═══ DATA SHOWN

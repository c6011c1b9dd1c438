// Copyright 2024 Google LLC
//
// Licensed under the Apache License, Version 2.0 (the "License");
// you may not use this file except in compliance with the License.
// You may obtain a copy of the License at
//
//     https://www.apache.org/licenses/LICENSE-2.0
//
// Unless required by applicable law or agreed to in writing, software
// distributed under the License is distributed on an "AS IS" BASIS,
// WITHOUT WARRANTIES OR CONDITIONS OF ANY KIND, either express or implied.
// See the License for the specific language governing permissions and
// limitations under the License.

mod core_error;
pub use core_error::*;
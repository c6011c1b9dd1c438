// Copyright 2025 Google LLC
//
// Licensed under the Apache License, Version 2.0 (the "License");
// you may not use this file except in compliance with the License.
// You may obtain a copy of the License at
//
//     https://www.apache.org/licenses/LICENSE-2.0
//
// Unless required by applicable law or agreed to in writing, software
// distributed under the License is distributed on an "AS IS" BASIS,
// WITHOUT WARRANTIES OR CONDITIONS OF ANY KIND, either express or implied.
// See the License for the specific language governing permissions and
// limitations under the License.

use google_cloud_gax::options::{OptionKind, OptionValue, RequestOption, RequestOptions};
use google_cloud_gax::query_parameter;

type Result<T> = std::result::Result<T, Box<dyn std::error::Error>>;

// Two families sharing the same parameter names, to verify options from
// different families never mix.
#[derive(Clone, Copy, Debug, PartialEq, Eq, Hash)]
enum ListKind {
    PageSize,
    PageToken,
}

impl OptionKind for ListKind {
    fn name(&self) -> &'static str {
        match self {
            Self::PageSize => "pageSize",
            Self::PageToken => "pageToken",
        }
    }
}

#[derive(Clone, Debug, PartialEq, Eq, Hash)]
struct ListOption(RequestOption<ListKind>);

impl ListOption {
    fn page_size(v: i32) -> Self {
        Self(RequestOption::new(ListKind::PageSize, OptionValue::from(v)))
    }
    fn page_token<V: Into<String>>(v: V) -> Self {
        Self(RequestOption::new(
            ListKind::PageToken,
            OptionValue::from(v.into()),
        ))
    }
}

impl From<ListOption> for RequestOption<ListKind> {
    fn from(value: ListOption) -> Self {
        value.0
    }
}

#[test]
fn family_equality_is_option_equality() {
    let a = ListOption::page_size(10);
    let b = RequestOption::new(ListKind::PageSize, OptionValue::from(10));
    assert_eq!(RequestOption::from(a.clone()), b);
    assert_eq!(a, ListOption::page_size(10));
    assert_ne!(a, ListOption::page_size(20));
}

#[test]
fn family_into_bag() -> Result<()> {
    let options = RequestOptions::from_options([
        ListOption::page_size(25),
        ListOption::page_token("next-page"),
    ])?;
    assert_eq!(options.get_i64(&ListKind::PageSize), Some(25));
    assert_eq!(options.get_str(&ListKind::PageToken), Some("next-page"));

    let params = query_parameter::format_options(&options)?;
    assert_eq!(
        params,
        vec![
            ("pageSize", "25".to_string()),
            ("pageToken", "next-page".to_string()),
        ]
    );
    Ok(())
}

#[test]
fn family_duplicate() {
    let got = RequestOptions::from_options([ListOption::page_size(25), ListOption::page_size(50)]);
    assert!(
        matches!(&got, Err(e) if e.is_invalid_argument()),
        "{got:?}"
    );
}

#[test]
fn missing_kind() {
    let got = RequestOption::<ListKind>::try_new(None, Some(OptionValue::from("some value")));
    assert!(
        matches!(&got, Err(e) if e.is_invalid_argument()),
        "{got:?}"
    );
}
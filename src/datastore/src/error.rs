// Copyright 2025 Google LLC
//
// Licensed under the Apache License, Version 2.0 (the "License");
// you may not use this file except in compliance with the License.
// You may obtain a copy of the License at
//
//     https://www.apache.org/licenses/LICENSE-2.0
//
// Unless required by applicable law or agreed to in writing, software
// distributed under the License is distributed on an "AS IS" BASIS,
// WITHOUT WARRANTIES OR CONDITIONS OF ANY KIND, either express or implied.
// See the License for the specific language governing permissions and
// limitations under the License.

//! Custom errors for the Cloud Datastore client.
//!
//! These are often returned as the `source()` of an [Error][crate::Error].

use crate::result_type::ResultType;

/// A query result batch did not match the result type of the query.
///
/// Queries declare the type of results they produce. For example, a key query
/// produces [Key][crate::Key] values. The service reports the type of the
/// results in each batch, and the client library rejects batches that cannot
/// be represented as the query's declared type.
#[derive(thiserror::Error, Debug, Clone, PartialEq, Eq)]
#[error("unexpected result type {actual:?} for a query of type {expected:?}")]
#[non_exhaustive]
pub struct ResultTypeMismatch {
    /// The result type declared by the query.
    pub expected: ResultType,
    /// The result type reported by the service.
    pub actual: ResultType,
}

impl ResultTypeMismatch {
    pub(crate) fn new(expected: ResultType, actual: ResultType) -> Self {
        Self { expected, actual }
    }
}

/// A query could not be built from the builder's settings.
#[derive(thiserror::Error, Debug, Clone, PartialEq, Eq)]
#[non_exhaustive]
pub enum QueryError {
    /// The offset was negative.
    #[error("offset must be non-negative, got {0}")]
    NegativeOffset(i32),

    /// The limit was not positive.
    #[error("limit must be positive, got {0}")]
    NonPositiveLimit(i32),

    /// Only projection entity queries may set a projection or `distinct_on`.
    #[error("{0} is only supported in projection entity queries")]
    ProjectionNotSupported(&'static str),
}

/// A cursor could not be decoded from its URL-safe representation.
#[derive(thiserror::Error, Debug)]
#[error("cannot decode cursor: {0}")]
pub struct CursorError(#[source] pub(crate) base64::DecodeError);
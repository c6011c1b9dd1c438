// Copyright 2025 Google LLC
//
// Licensed under the Apache License, Version 2.0 (the "License");
// you may not use this file except in compliance with the License.
// You may obtain a copy of the License at
//
//     https://www.apache.org/licenses/LICENSE-2.0
//
// Unless required by applicable law or agreed to in writing, software
// distributed under the License is distributed on an "AS IS" BASIS,
// WITHOUT WARRANTIES OR CONDITIONS OF ANY KIND, either express or implied.
// See the License for the specific language governing permissions and
// limitations under the License.

use crate::model;

/// The identifier of an entity within its kind.
#[derive(Clone, Debug, PartialEq, Eq, Hash)]
pub enum Id {
    /// A numeric identifier, typically allocated by the service.
    Id(i64),
    /// A name chosen by the application.
    Name(String),
}

impl From<i64> for Id {
    fn from(value: i64) -> Self {
        Self::Id(value)
    }
}

impl From<&str> for Id {
    fn from(value: &str) -> Self {
        Self::Name(value.to_string())
    }
}

impl From<String> for Id {
    fn from(value: String) -> Self {
        Self::Name(value)
    }
}

/// A (kind, identifier) pair in a key path.
#[derive(Clone, Debug, PartialEq, Eq, Hash)]
pub struct PathElement {
    kind: String,
    id: Option<Id>,
}

impl PathElement {
    /// Creates a new path element with the given kind and identifier.
    pub fn new<K: Into<String>, I: Into<Id>>(kind: K, id: I) -> Self {
        Self {
            kind: kind.into(),
            id: Some(id.into()),
        }
    }

    /// Creates an incomplete path element, with a kind but no identifier.
    pub fn incomplete<K: Into<String>>(kind: K) -> Self {
        Self {
            kind: kind.into(),
            id: None,
        }
    }

    pub fn kind(&self) -> &str {
        &self.kind
    }

    pub fn id(&self) -> Option<i64> {
        match &self.id {
            Some(Id::Id(v)) => Some(*v),
            _ => None,
        }
    }

    pub fn name(&self) -> Option<&str> {
        match &self.id {
            Some(Id::Name(v)) => Some(v.as_str()),
            _ => None,
        }
    }

    /// Returns the identifier, if any.
    pub fn name_or_id(&self) -> Option<&Id> {
        self.id.as_ref()
    }
}

impl From<&model::key::PathElement> for PathElement {
    fn from(value: &model::key::PathElement) -> Self {
        let id = match (value.id, &value.name) {
            (Some(id), _) => Some(Id::Id(id)),
            (None, Some(name)) => Some(Id::Name(name.clone())),
            (None, None) => None,
        };
        Self {
            kind: value.kind.clone(),
            id,
        }
    }
}

impl From<&PathElement> for model::key::PathElement {
    fn from(value: &PathElement) -> Self {
        let element = model::key::PathElement::default().set_kind(value.kind.as_str());
        match &value.id {
            Some(Id::Id(v)) => element.set_id(*v),
            Some(Id::Name(v)) => element.set_name(v.as_str()),
            None => element,
        }
    }
}

/// The key of a Datastore entity.
///
/// A key identifies an entity within a project, database and namespace. The
/// path starts at the root ancestor and ends with the entity itself. Keys
/// returned by the service are always complete, that is, their last path
/// element has an id or a name.
///
/// # Example
/// ```
/// # use google_cloud_datastore::Key;
/// let key = Key::builder("my-project", "Task")
///     .namespace("prod")
///     .ancestor(("TaskList", "default"))
///     .name("sample-task")
///     .build();
/// assert_eq!(key.kind(), Some("Task"));
/// assert_eq!(key.name(), Some("sample-task"));
/// assert_eq!(key.ancestors().len(), 1);
/// ```
#[derive(Clone, Debug, Default, PartialEq, Eq, Hash)]
pub struct Key {
    project_id: String,
    database_id: String,
    namespace: String,
    path: Vec<PathElement>,
}

impl Key {
    /// Returns a builder for a key of the given kind.
    pub fn builder<P: Into<String>, K: Into<String>>(project_id: P, kind: K) -> KeyBuilder {
        KeyBuilder {
            project_id: project_id.into(),
            database_id: String::new(),
            namespace: String::new(),
            ancestors: Vec::new(),
            kind: kind.into(),
            id: None,
        }
    }

    pub fn project_id(&self) -> &str {
        &self.project_id
    }

    /// The database of the key. Empty for the default database.
    pub fn database_id(&self) -> &str {
        &self.database_id
    }

    /// The namespace of the key. Empty for the default namespace.
    pub fn namespace(&self) -> &str {
        &self.namespace
    }

    /// The full path, from the root ancestor to this key.
    pub fn path(&self) -> &[PathElement] {
        &self.path
    }

    /// The path elements preceding the last one.
    pub fn ancestors(&self) -> &[PathElement] {
        match self.path.split_last() {
            Some((_, ancestors)) => ancestors,
            None => &[],
        }
    }

    /// The kind of the entity. `None` only for empty keys.
    pub fn kind(&self) -> Option<&str> {
        self.path.last().map(PathElement::kind)
    }

    pub fn id(&self) -> Option<i64> {
        self.path.last().and_then(PathElement::id)
    }

    pub fn name(&self) -> Option<&str> {
        self.path.last().and_then(PathElement::name)
    }

    /// Returns true if the last path element has an id or a name.
    pub fn is_complete(&self) -> bool {
        self.path.last().is_some_and(|e| e.id.is_some())
    }

    /// Returns the key of the parent entity, if any.
    pub fn parent(&self) -> Option<Key> {
        match self.ancestors() {
            [] => None,
            ancestors => Some(Key {
                project_id: self.project_id.clone(),
                database_id: self.database_id.clone(),
                namespace: self.namespace.clone(),
                path: ancestors.to_vec(),
            }),
        }
    }
}

impl From<&model::Key> for Key {
    fn from(value: &model::Key) -> Self {
        let (project_id, database_id, namespace) = value
            .partition_id
            .as_ref()
            .map(|p| {
                (
                    p.project_id.clone(),
                    p.database_id.clone().unwrap_or_default(),
                    p.namespace_id.clone().unwrap_or_default(),
                )
            })
            .unwrap_or_default();
        Self {
            project_id,
            database_id,
            namespace,
            path: value.path.iter().map(PathElement::from).collect(),
        }
    }
}

impl From<&Key> for model::Key {
    fn from(value: &Key) -> Self {
        let mut partition_id = model::PartitionId::default().set_project_id(value.project_id());
        if !value.database_id.is_empty() {
            partition_id = partition_id.set_database_id(value.database_id());
        }
        if !value.namespace.is_empty() {
            partition_id = partition_id.set_namespace_id(value.namespace());
        }
        model::Key::default()
            .set_partition_id(partition_id)
            .set_path(value.path.iter().map(model::key::PathElement::from))
    }
}

/// A builder for [Key].
#[derive(Clone, Debug)]
pub struct KeyBuilder {
    project_id: String,
    database_id: String,
    namespace: String,
    ancestors: Vec<PathElement>,
    kind: String,
    id: Option<Id>,
}

impl KeyBuilder {
    /// Sets the database. Keys use the default database unless this is called.
    pub fn database_id<T: Into<String>>(mut self, v: T) -> Self {
        self.database_id = v.into();
        self
    }

    pub fn namespace<T: Into<String>>(mut self, v: T) -> Self {
        self.namespace = v.into();
        self
    }

    /// Appends an ancestor to the key path.
    pub fn ancestor<T: Into<PathElement>>(mut self, v: T) -> Self {
        self.ancestors.push(v.into());
        self
    }

    pub fn kind<T: Into<String>>(mut self, v: T) -> Self {
        self.kind = v.into();
        self
    }

    pub fn id(mut self, v: i64) -> Self {
        self.id = Some(Id::Id(v));
        self
    }

    pub fn name<T: Into<String>>(mut self, v: T) -> Self {
        self.id = Some(Id::Name(v.into()));
        self
    }

    pub fn build(self) -> Key {
        let mut path = self.ancestors;
        path.push(PathElement {
            kind: self.kind,
            id: self.id,
        });
        Key {
            project_id: self.project_id,
            database_id: self.database_id,
            namespace: self.namespace,
            path,
        }
    }
}

impl<K: Into<String>, I: Into<Id>> From<(K, I)> for PathElement {
    fn from(value: (K, I)) -> Self {
        PathElement::new(value.0, value.1)
    }
}

#[cfg(test)]
mod tests {
    use super::*;
    use serde_json::json;

    #[test]
    fn builder() {
        let key = Key::builder("p", "Task").id(42).build();
        assert_eq!(key.project_id(), "p");
        assert_eq!(key.database_id(), "");
        assert_eq!(key.namespace(), "");
        assert_eq!(key.kind(), Some("Task"));
        assert_eq!(key.id(), Some(42));
        assert_eq!(key.name(), None);
        assert!(key.is_complete());
        assert!(key.ancestors().is_empty());
        assert_eq!(key.parent(), None);
    }

    #[test]
    fn incomplete() {
        let key = Key::builder("p", "Task").build();
        assert!(!key.is_complete());
        assert_eq!(key.id(), None);
        assert_eq!(key.name(), None);
    }

    #[test]
    fn ancestors() {
        let key = Key::builder("p", "Task")
            .database_id("db")
            .namespace("ns")
            .ancestor(("List", "default"))
            .ancestor(PathElement::new("Bucket", 7_i64))
            .name("t1")
            .build();
        assert_eq!(key.path().len(), 3);
        assert_eq!(key.ancestors()[0].name(), Some("default"));
        assert_eq!(key.ancestors()[1].id(), Some(7));
        let parent = key.parent().expect("key has a parent");
        assert_eq!(parent.kind(), Some("Bucket"));
        assert_eq!(parent.database_id(), "db");
        assert_eq!(parent.namespace(), "ns");
        assert_eq!(parent.parent().and_then(|k| k.parent()), None);
    }

    #[test]
    fn empty() {
        let key = Key::default();
        assert_eq!(key.kind(), None);
        assert!(!key.is_complete());
        assert!(key.ancestors().is_empty());
    }

    #[test]
    fn from_wire() -> anyhow::Result<()> {
        let input = serde_json::from_value::<model::Key>(json!({
            "partitionId": {"projectId": "p", "namespaceId": "ns"},
            "path": [
                {"kind": "List", "name": "default"},
                {"kind": "Task", "id": "123"},
                {"kind": "Note"}
            ]
        }))?;
        let key = Key::from(&input);
        assert_eq!(key.project_id(), "p");
        assert_eq!(key.namespace(), "ns");
        assert_eq!(key.path()[0], PathElement::new("List", "default"));
        assert_eq!(key.path()[1], PathElement::new("Task", 123_i64));
        assert_eq!(key.path()[2], PathElement::incomplete("Note"));
        assert!(!key.is_complete());
        Ok(())
    }

    #[test]
    fn to_wire() -> anyhow::Result<()> {
        let key = Key::builder("p", "Task")
            .ancestor(("List", "default"))
            .id(123)
            .build();
        let got = serde_json::to_value(model::Key::from(&key))?;
        let want = json!({
            "partitionId": {"projectId": "p"},
            "path": [
                {"kind": "List", "name": "default"},
                {"kind": "Task", "id": "123"}
            ]
        });
        assert_eq!(got, want);
        assert_eq!(Key::from(&model::Key::from(&key)), key);
        Ok(())
    }

    #[test]
    fn named_database_round_trip() -> anyhow::Result<()> {
        let input = serde_json::from_value::<model::Key>(json!({
            "partitionId": {"projectId": "p", "databaseId": "db", "namespaceId": "ns"},
            "path": [{"kind": "Task", "name": "t1"}]
        }))?;
        let key = Key::from(&input);
        assert_eq!(key.database_id(), "db");
        assert_eq!(
            key,
            Key::builder("p", "Task")
                .database_id("db")
                .namespace("ns")
                .name("t1")
                .build()
        );
        assert_eq!(model::Key::from(&key), input);
        Ok(())
    }

    #[test]
    fn from_wire_missing_partition() {
        let key = Key::from(&model::Key::default());
        assert_eq!(key, Key::default());
    }
}
// Copyright 2025 Google LLC
//
// Licensed under the Apache License, Version 2.0 (the "License");
// you may not use this file except in compliance with the License.
// You may obtain a copy of the License at
//
//     https://www.apache.org/licenses/LICENSE-2.0
//
// Unless required by applicable law or agreed to in writing, software
// distributed under the License is distributed on an "AS IS" BASIS,
// WITHOUT WARRANTIES OR CONDITIONS OF ANY KIND, either express or implied.
// See the License for the specific language governing permissions and
// limitations under the License.

use crate::Result;
use crate::error::CursorError;
use base64::Engine;
use base64::engine::general_purpose::URL_SAFE;
use gax::error::Error;

/// A position in the results of a query.
///
/// Cursors are opaque byte strings produced by the service. Applications can
/// save them, for example in a web page, using [Cursor::to_url_safe].
///
/// # Example
/// ```
/// # use google_cloud_datastore::Cursor;
/// # fn sample() -> google_cloud_datastore::Result<()> {
/// let cursor = Cursor::new(bytes::Bytes::from_static(b"\x01\x02\xff"));
/// let saved = cursor.to_url_safe();
/// assert_eq!(Cursor::from_url_safe(&saved)?, cursor);
/// # Ok(()) }
/// ```
#[derive(Clone, Debug, Default, PartialEq, Eq, Hash)]
pub struct Cursor(bytes::Bytes);

impl Cursor {
    pub fn new<T: Into<bytes::Bytes>>(v: T) -> Self {
        Self(v.into())
    }

    pub fn as_bytes(&self) -> &bytes::Bytes {
        &self.0
    }

    /// Encodes the cursor as URL-safe base64.
    pub fn to_url_safe(&self) -> String {
        URL_SAFE.encode(&self.0)
    }

    /// Decodes a cursor created by [Cursor::to_url_safe].
    ///
    /// Returns an invalid argument error if `encoded` is not valid URL-safe
    /// base64.
    pub fn from_url_safe(encoded: &str) -> Result<Self> {
        let decoded = URL_SAFE
            .decode(encoded)
            .map_err(|e| Error::invalid_argument(CursorError(e)))?;
        Ok(Self(decoded.into()))
    }
}

impl From<bytes::Bytes> for Cursor {
    fn from(value: bytes::Bytes) -> Self {
        Self(value)
    }
}

impl From<Cursor> for bytes::Bytes {
    fn from(value: Cursor) -> Self {
        value.0
    }
}

#[cfg(test)]
mod tests {
    use super::*;
    use test_case::test_case;

    #[test_case(b"", "")]
    #[test_case(b"abc", "YWJj")]
    #[test_case(b"\xfb\xff", "-_8=")]
    fn url_safe(input: &'static [u8], want: &str) -> anyhow::Result<()> {
        let cursor = Cursor::new(bytes::Bytes::from_static(input));
        assert_eq!(cursor.to_url_safe(), want);
        assert_eq!(Cursor::from_url_safe(want)?, cursor);
        Ok(())
    }

    #[test]
    fn bad_input() {
        let got = Cursor::from_url_safe("not base64!");
        assert!(matches!(&got, Err(e) if e.is_invalid_argument()), "{got:?}");
    }
}
// Copyright 2025 Google LLC
//
// Licensed under the Apache License, Version 2.0 (the "License");
// you may not use this file except in compliance with the License.
// You may obtain a copy of the License at
//
//     https://www.apache.org/licenses/LICENSE-2.0
//
// Unless required by applicable law or agreed to in writing, software
// distributed under the License is distributed on an "AS IS" BASIS,
// WITHOUT WARRANTIES OR CONDITIONS OF ANY KIND, either express or implied.
// See the License for the specific language governing permissions and
// limitations under the License.

use crate::model;
use crate::model::{composite_filter, property_filter, property_order};
use crate::query::KEY_PROPERTY_NAME;
use crate::{Key, Value};

/// A comparison operator for property filters.
#[derive(Clone, Copy, Debug, PartialEq, Eq)]
#[non_exhaustive]
pub enum PropertyOperator {
    LessThan,
    LessThanOrEqual,
    GreaterThan,
    GreaterThanOrEqual,
    Equal,
    NotEqual,
    In,
    NotIn,
    HasAncestor,
}

impl From<PropertyOperator> for property_filter::Operator {
    fn from(value: PropertyOperator) -> Self {
        match value {
            PropertyOperator::LessThan => Self::LessThan,
            PropertyOperator::LessThanOrEqual => Self::LessThanOrEqual,
            PropertyOperator::GreaterThan => Self::GreaterThan,
            PropertyOperator::GreaterThanOrEqual => Self::GreaterThanOrEqual,
            PropertyOperator::Equal => Self::Equal,
            PropertyOperator::NotEqual => Self::NotEqual,
            PropertyOperator::In => Self::In,
            PropertyOperator::NotIn => Self::NotIn,
            PropertyOperator::HasAncestor => Self::HasAncestor,
        }
    }
}

/// The operator combining the filters in a composite filter.
#[derive(Clone, Copy, Debug, PartialEq, Eq)]
pub enum CompositeOperator {
    And,
    Or,
}

/// A query filter.
///
/// # Example
/// ```
/// # use google_cloud_datastore::Filter;
/// let filter = Filter::and([
///     Filter::eq("done", false),
///     Filter::ge("priority", 4),
/// ]);
/// ```
#[derive(Clone, Debug, PartialEq)]
pub enum Filter {
    Property {
        property: String,
        op: PropertyOperator,
        value: Value,
    },
    Composite {
        op: CompositeOperator,
        filters: Vec<Filter>,
    },
}

impl Filter {
    fn property<P: Into<String>, V: Into<Value>>(property: P, op: PropertyOperator, value: V) -> Self {
        Self::Property {
            property: property.into(),
            op,
            value: value.into(),
        }
    }

    pub fn eq<P: Into<String>, V: Into<Value>>(property: P, value: V) -> Self {
        Self::property(property, PropertyOperator::Equal, value)
    }

    pub fn ne<P: Into<String>, V: Into<Value>>(property: P, value: V) -> Self {
        Self::property(property, PropertyOperator::NotEqual, value)
    }

    pub fn lt<P: Into<String>, V: Into<Value>>(property: P, value: V) -> Self {
        Self::property(property, PropertyOperator::LessThan, value)
    }

    pub fn le<P: Into<String>, V: Into<Value>>(property: P, value: V) -> Self {
        Self::property(property, PropertyOperator::LessThanOrEqual, value)
    }

    pub fn gt<P: Into<String>, V: Into<Value>>(property: P, value: V) -> Self {
        Self::property(property, PropertyOperator::GreaterThan, value)
    }

    pub fn ge<P: Into<String>, V: Into<Value>>(property: P, value: V) -> Self {
        Self::property(property, PropertyOperator::GreaterThanOrEqual, value)
    }

    /// Matches entities where the property equals any of `values`.
    pub fn in_values<P, I, V>(property: P, values: I) -> Self
    where
        P: Into<String>,
        I: IntoIterator<Item = V>,
        V: Into<Value>,
    {
        let values = values.into_iter().map(Into::into).collect::<Vec<Value>>();
        Self::property(property, PropertyOperator::In, values)
    }

    /// Matches entities where the property equals none of `values`.
    pub fn not_in_values<P, I, V>(property: P, values: I) -> Self
    where
        P: Into<String>,
        I: IntoIterator<Item = V>,
        V: Into<Value>,
    {
        let values = values.into_iter().map(Into::into).collect::<Vec<Value>>();
        Self::property(property, PropertyOperator::NotIn, values)
    }

    /// Matches entities that are descendants of `key`.
    pub fn has_ancestor(key: Key) -> Self {
        Self::property(KEY_PROPERTY_NAME, PropertyOperator::HasAncestor, key)
    }

    pub fn and<I: IntoIterator<Item = Filter>>(filters: I) -> Self {
        Self::Composite {
            op: CompositeOperator::And,
            filters: filters.into_iter().collect(),
        }
    }

    pub fn or<I: IntoIterator<Item = Filter>>(filters: I) -> Self {
        Self::Composite {
            op: CompositeOperator::Or,
            filters: filters.into_iter().collect(),
        }
    }
}

impl From<&Filter> for model::Filter {
    fn from(value: &Filter) -> Self {
        let mut wire = model::Filter::default();
        match value {
            Filter::Property {
                property,
                op,
                value,
            } => {
                wire.property_filter = Some(model::PropertyFilter {
                    property: property.as_str().into(),
                    op: (*op).into(),
                    value: Some(value.into()),
                });
            }
            Filter::Composite { op, filters } => {
                let op = match op {
                    CompositeOperator::And => composite_filter::Operator::And,
                    CompositeOperator::Or => composite_filter::Operator::Or,
                };
                wire.composite_filter = Some(model::CompositeFilter {
                    op,
                    filters: filters.iter().map(model::Filter::from).collect(),
                });
            }
        }
        wire
    }
}

/// The sort direction of an [OrderBy].
#[derive(Clone, Copy, Debug, PartialEq, Eq)]
pub enum Direction {
    Ascending,
    Descending,
}

/// A sort order for query results.
#[derive(Clone, Debug, PartialEq, Eq)]
pub struct OrderBy {
    property: String,
    direction: Direction,
}

impl OrderBy {
    pub fn asc<P: Into<String>>(property: P) -> Self {
        Self {
            property: property.into(),
            direction: Direction::Ascending,
        }
    }

    pub fn desc<P: Into<String>>(property: P) -> Self {
        Self {
            property: property.into(),
            direction: Direction::Descending,
        }
    }

    pub fn property(&self) -> &str {
        &self.property
    }

    pub fn direction(&self) -> Direction {
        self.direction
    }
}

impl From<&OrderBy> for model::PropertyOrder {
    fn from(value: &OrderBy) -> Self {
        let direction = match value.direction {
            Direction::Ascending => property_order::Direction::Ascending,
            Direction::Descending => property_order::Direction::Descending,
        };
        model::PropertyOrder {
            property: value.property.as_str().into(),
            direction,
        }
    }
}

══════

If a line in the data holds the word "LessThanOrEqual", count it, then state the total alone.

• _WRITTEN ANSWER_:
3